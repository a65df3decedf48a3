//! Application settings and configuration structures.

use config::{Config, ConfigError, Environment, File};
use serde::Deserialize;

/// Prefix of `database.url` values that select the in-memory repositories.
pub const MEMORY_DATABASE_PREFIX: &str = "memory:";

/// Root configuration structure containing all application settings.
#[derive(Debug, Clone, Deserialize)]
pub struct Settings {
    /// Server configuration (host, port)
    pub server: ServerSettings,

    /// Database configuration (PostgreSQL or `memory:`)
    pub database: DatabaseSettings,

    /// CORS configuration
    pub cors: CorsSettings,

    /// Current environment (development, staging, production)
    pub environment: String,

    /// Log output format: `pretty` or `json`
    pub log_format: String,
}

/// Server binding configuration.
#[derive(Debug, Clone, Deserialize)]
pub struct ServerSettings {
    /// Host address to bind to (e.g., "0.0.0.0")
    pub host: String,

    /// Port number to listen on
    pub port: u16,
}

/// Database configuration.
#[derive(Debug, Clone, Deserialize)]
pub struct DatabaseSettings {
    /// Database connection URL
    pub url: String,

    /// Maximum number of connections in the pool
    pub max_connections: u32,

    /// Minimum number of connections to maintain
    pub min_connections: u32,

    /// Connection acquire timeout in seconds
    pub acquire_timeout: u64,
}

/// CORS configuration.
#[derive(Debug, Clone, Deserialize)]
pub struct CorsSettings {
    /// Allowed origins (comma-separated in env)
    pub allowed_origins: Vec<String>,
}

impl Settings {
    /// Load settings from environment variables and configuration files.
    ///
    /// The loading order is:
    /// 1. config/default.toml (base configuration)
    /// 2. config/{RUN_ENV}.toml (environment-specific overrides)
    /// 3. Environment variables (highest priority)
    ///
    /// # Errors
    ///
    /// Returns `ConfigError` if configuration cannot be loaded or parsed,
    /// or if no database URL is configured.
    pub fn load() -> Result<Self, ConfigError> {
        // Load .env file if present (ignore errors if not found)
        let _ = dotenvy::dotenv();

        let environment = std::env::var("RUN_ENV").unwrap_or_else(|_| "development".into());

        Config::builder()
            .set_default("environment", environment.clone())?
            .set_default("log_format", "pretty")?
            .set_default("server.host", "0.0.0.0")?
            .set_default("server.port", 3000)?
            .set_default("database.url", "")?
            .set_default("database.max_connections", 10)?
            .set_default("database.min_connections", 2)?
            .set_default("database.acquire_timeout", 30)?
            .set_default("cors.allowed_origins", vec!["http://localhost:3000"])?
            .add_source(File::with_name("config/default").required(false))
            .add_source(File::with_name(&format!("config/{}", environment)).required(false))
            // APP__SERVER__PORT=3000 -> server.port = 3000
            .add_source(
                Environment::default()
                    .prefix("APP")
                    .separator("__")
                    .list_separator(",")
                    .with_list_parse_key("cors.allowed_origins")
                    .try_parsing(true),
            )
            .set_override_option("server.host", std::env::var("SERVER_HOST").ok())?
            .set_override_option("server.port", std::env::var("SERVER_PORT").ok())?
            .set_override_option("database.url", std::env::var("DATABASE_URL").ok())?
            .build()?
            .try_deserialize()
            .and_then(Self::validate)
    }

    fn validate(self) -> Result<Self, ConfigError> {
        if self.database.url.trim().is_empty() {
            return Err(ConfigError::Message(
                "database.url is not set (use DATABASE_URL or APP__DATABASE__URL)".into(),
            ));
        }
        Ok(self)
    }

    /// Get the full server address as a string.
    pub fn server_addr(&self) -> String {
        format!("{}:{}", self.server.host, self.server.port)
    }
}

impl DatabaseSettings {
    /// True when the process-local store is configured instead of PostgreSQL.
    pub fn is_in_memory(&self) -> bool {
        self.url.starts_with(MEMORY_DATABASE_PREFIX)
    }
}
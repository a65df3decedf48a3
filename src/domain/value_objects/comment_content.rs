use std::fmt;

use serde::Serialize;

use super::post_content::summarize;
use super::ValueObject;
use crate::shared::error::{DomainError, DomainResult};

const FIELD: &str = "CommentContent";
const MAX_LENGTH: usize = 300;

/// Body text of a comment.
#[derive(Debug, Clone, PartialEq, Eq, Serialize)]
#[serde(transparent)]
pub struct CommentContent(String);

impl CommentContent {
    pub const DEFAULT_SUMMARY_LENGTH: usize = 50;

    pub fn create(value: &str) -> DomainResult<Self> {
        let value = value.trim();
        Self::validate(value)?;
        Ok(Self(value.to_string()))
    }

    pub fn value(&self) -> &str {
        &self.0
    }

    pub fn summary(&self, max_length: usize) -> DomainResult<String> {
        summarize(FIELD, &self.0, max_length)
    }
}

impl ValueObject for CommentContent {
    type Props = str;

    fn validate(content: &str) -> DomainResult<()> {
        let content = content.trim();

        if content.is_empty() {
            return Err(DomainError::invalid(FIELD, "Comment content cannot be empty"));
        }

        if content.chars().count() > MAX_LENGTH {
            return Err(DomainError::invalid(
                FIELD,
                format!("Comment content cannot be too long. [MAX: {MAX_LENGTH}]"),
            ));
        }

        Ok(())
    }
}

impl fmt::Display for CommentContent {
    fn fmt(&self, f: &mut fmt::Formatter<'_>) -> fmt::Result {
        f.write_str(&self.0)
    }
}
//! Application Startup
//!
//! Application building and server initialization.

use std::net::SocketAddr;
use std::sync::Arc;

use anyhow::Result;
use axum::Router;
use sqlx::PgPool;
use tokio::net::TcpListener;

use crate::application::interfaces::PasswordHasher;
use crate::application::services::{
    BlockService, BlockServiceImpl, LikeRepositories, LikeService, LikeServiceImpl, PostService,
    PostServiceImpl, UserService, UserServiceImpl,
};
use crate::config::Settings;
use crate::domain::{
    BlockedUserRepository, CommentLikeRepository, CommentRepository, PostLikeRepository,
    PostRepository, UserRepository,
};
use crate::infrastructure::repositories::{
    InMemoryStore, PgBlockedUserRepository, PgCommentLikeRepository, PgCommentRepository,
    PgPostLikeRepository, PgPostRepository, PgUserRepository,
};
use crate::infrastructure::{database, Argon2PasswordHasher};
use crate::presentation::http::routes;
use crate::presentation::middleware::{cors, logging};

/// Application state shared across handlers
#[derive(Clone)]
pub struct AppState {
    pub users: Arc<dyn UserService>,
    pub posts: Arc<dyn PostService>,
    pub likes: Arc<dyn LikeService>,
    pub blocks: Arc<dyn BlockService>,
}

/// One repository per entity, for any storage backend.
pub struct Repositories<U, P, C, PL, CL, B> {
    pub users: Arc<U>,
    pub posts: Arc<P>,
    pub comments: Arc<C>,
    pub post_likes: Arc<PL>,
    pub comment_likes: Arc<CL>,
    pub blocked_users: Arc<B>,
}

impl AppState {
    /// Wire every service over the given repositories.
    pub fn new<U, P, C, PL, CL, B>(
        repos: Repositories<U, P, C, PL, CL, B>,
        hasher: Arc<dyn PasswordHasher>,
    ) -> Self
    where
        U: UserRepository + 'static,
        P: PostRepository + 'static,
        C: CommentRepository + 'static,
        PL: PostLikeRepository + 'static,
        CL: CommentLikeRepository + 'static,
        B: BlockedUserRepository + 'static,
    {
        Self {
            users: Arc::new(UserServiceImpl::new(Arc::clone(&repos.users), hasher)),
            posts: Arc::new(PostServiceImpl::new(
                Arc::clone(&repos.users),
                Arc::clone(&repos.posts),
                Arc::clone(&repos.comments),
            )),
            likes: Arc::new(LikeServiceImpl::new(LikeRepositories {
                users: Arc::clone(&repos.users),
                posts: Arc::clone(&repos.posts),
                comments: Arc::clone(&repos.comments),
                post_likes: repos.post_likes,
                comment_likes: repos.comment_likes,
            })),
            blocks: Arc::new(BlockServiceImpl::new(repos.users, repos.blocked_users)),
        }
    }

    /// Services backed by PostgreSQL.
    pub fn postgres(pool: PgPool) -> Self {
        Self::new(
            Repositories {
                users: Arc::new(PgUserRepository::new(pool.clone())),
                posts: Arc::new(PgPostRepository::new(pool.clone())),
                comments: Arc::new(PgCommentRepository::new(pool.clone())),
                post_likes: Arc::new(PgPostLikeRepository::new(pool.clone())),
                comment_likes: Arc::new(PgCommentLikeRepository::new(pool.clone())),
                blocked_users: Arc::new(PgBlockedUserRepository::new(pool)),
            },
            Arc::new(Argon2PasswordHasher::new()),
        )
    }

    /// Services backed by a fresh process-local store.
    pub fn in_memory() -> Self {
        Self::in_memory_with(InMemoryStore::new(), Arc::new(Argon2PasswordHasher::new()))
    }

    /// Services backed by `store`, hashing with `hasher`.
    pub fn in_memory_with(store: InMemoryStore, hasher: Arc<dyn PasswordHasher>) -> Self {
        Self::new(
            Repositories {
                users: Arc::new(store.users()),
                posts: Arc::new(store.posts()),
                comments: Arc::new(store.comments()),
                post_likes: Arc::new(store.post_likes()),
                comment_likes: Arc::new(store.comment_likes()),
                blocked_users: Arc::new(store.blocked_users()),
            },
            hasher,
        )
    }
}

/// Application instance
pub struct Application {
    listener: TcpListener,
    router: Router,
}

impl Application {
    /// Build the application from settings
    pub async fn build(settings: Settings) -> Result<Self> {
        let state = if settings.database.is_in_memory() {
            tracing::warn!("Using in-memory repositories; data is lost on shutdown");
            AppState::in_memory()
        } else {
            let pool = database::create_pool(&settings.database).await?;
            tracing::info!("Database connection pool created");

            database::run_migrations(&pool).await?;
            tracing::info!("Database migrations applied");

            AppState::postgres(pool)
        };

        let router = routes::create_router(state)
            .layer(logging::create_trace_layer())
            .layer(cors::create_cors_layer(&settings.cors));

        let listener = TcpListener::bind(settings.server_addr()).await?;
        tracing::info!("Listening on {}", listener.local_addr()?);

        Ok(Self { listener, router })
    }

    /// Run the server until stopped
    pub async fn run_until_stopped(self) -> Result<()> {
        axum::serve(self.listener, self.router)
            .with_graceful_shutdown(shutdown_signal())
            .await?;
        Ok(())
    }

    /// Get the bound address
    pub fn local_addr(&self) -> std::io::Result<SocketAddr> {
        self.listener.local_addr()
    }
}

async fn shutdown_signal() {
    if let Err(e) = tokio::signal::ctrl_c().await {
        tracing::error!(error = %e, "Failed to listen for shutdown signal");
        return;
    }
    tracing::info!("Shutdown signal received");
}
//! Shared Utilities
//!
//! Common utilities used across all layers.

pub mod error;
pub mod http_status;
pub mod id_generator;
pub mod validation;
//! # Domain Layer
//!
//! The domain invariant kernel of the social server: typed identifiers,
//! self-validating value objects, timestamped entities and the guards that
//! protect cross-aggregate rules. It is independent of any framework or
//! storage engine.
//!
//! ## Structure
//!
//! - **entities**: User, Post, Comment, likes and blocks, plus repository traits
//! - **value_objects**: Id, Alias, Email, Name, ImageUrl, Counter, ...
//! - **services**: uniqueness/relationship guards and pure domain services
//!
//! ## Design Principles
//!
//! - No dependencies on infrastructure or presentation layers
//! - Invalid values cannot be constructed
//! - Repository traits define data access contracts
//! - Entities change only through named mutation methods

pub mod entities;
pub mod services;
pub mod value_objects;

// Re-export commonly used types
pub use entities::*;
pub use value_objects::*;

━━━━━━━━

**Problem**
Copy all lines from the entries that contain the word "InMemoryStore".

**Response area**
    InMemoryStore, PgBlockedUserRepository, PgCommentLikeRepository, PgCommentRepository,
        Self::in_memory_with(InMemoryStore::new(), Arc::new(Argon2PasswordHasher::new()))
    pub fn in_memory_with(store: InMemoryStore, hasher: Arc<dyn PasswordHasher>) -> Self {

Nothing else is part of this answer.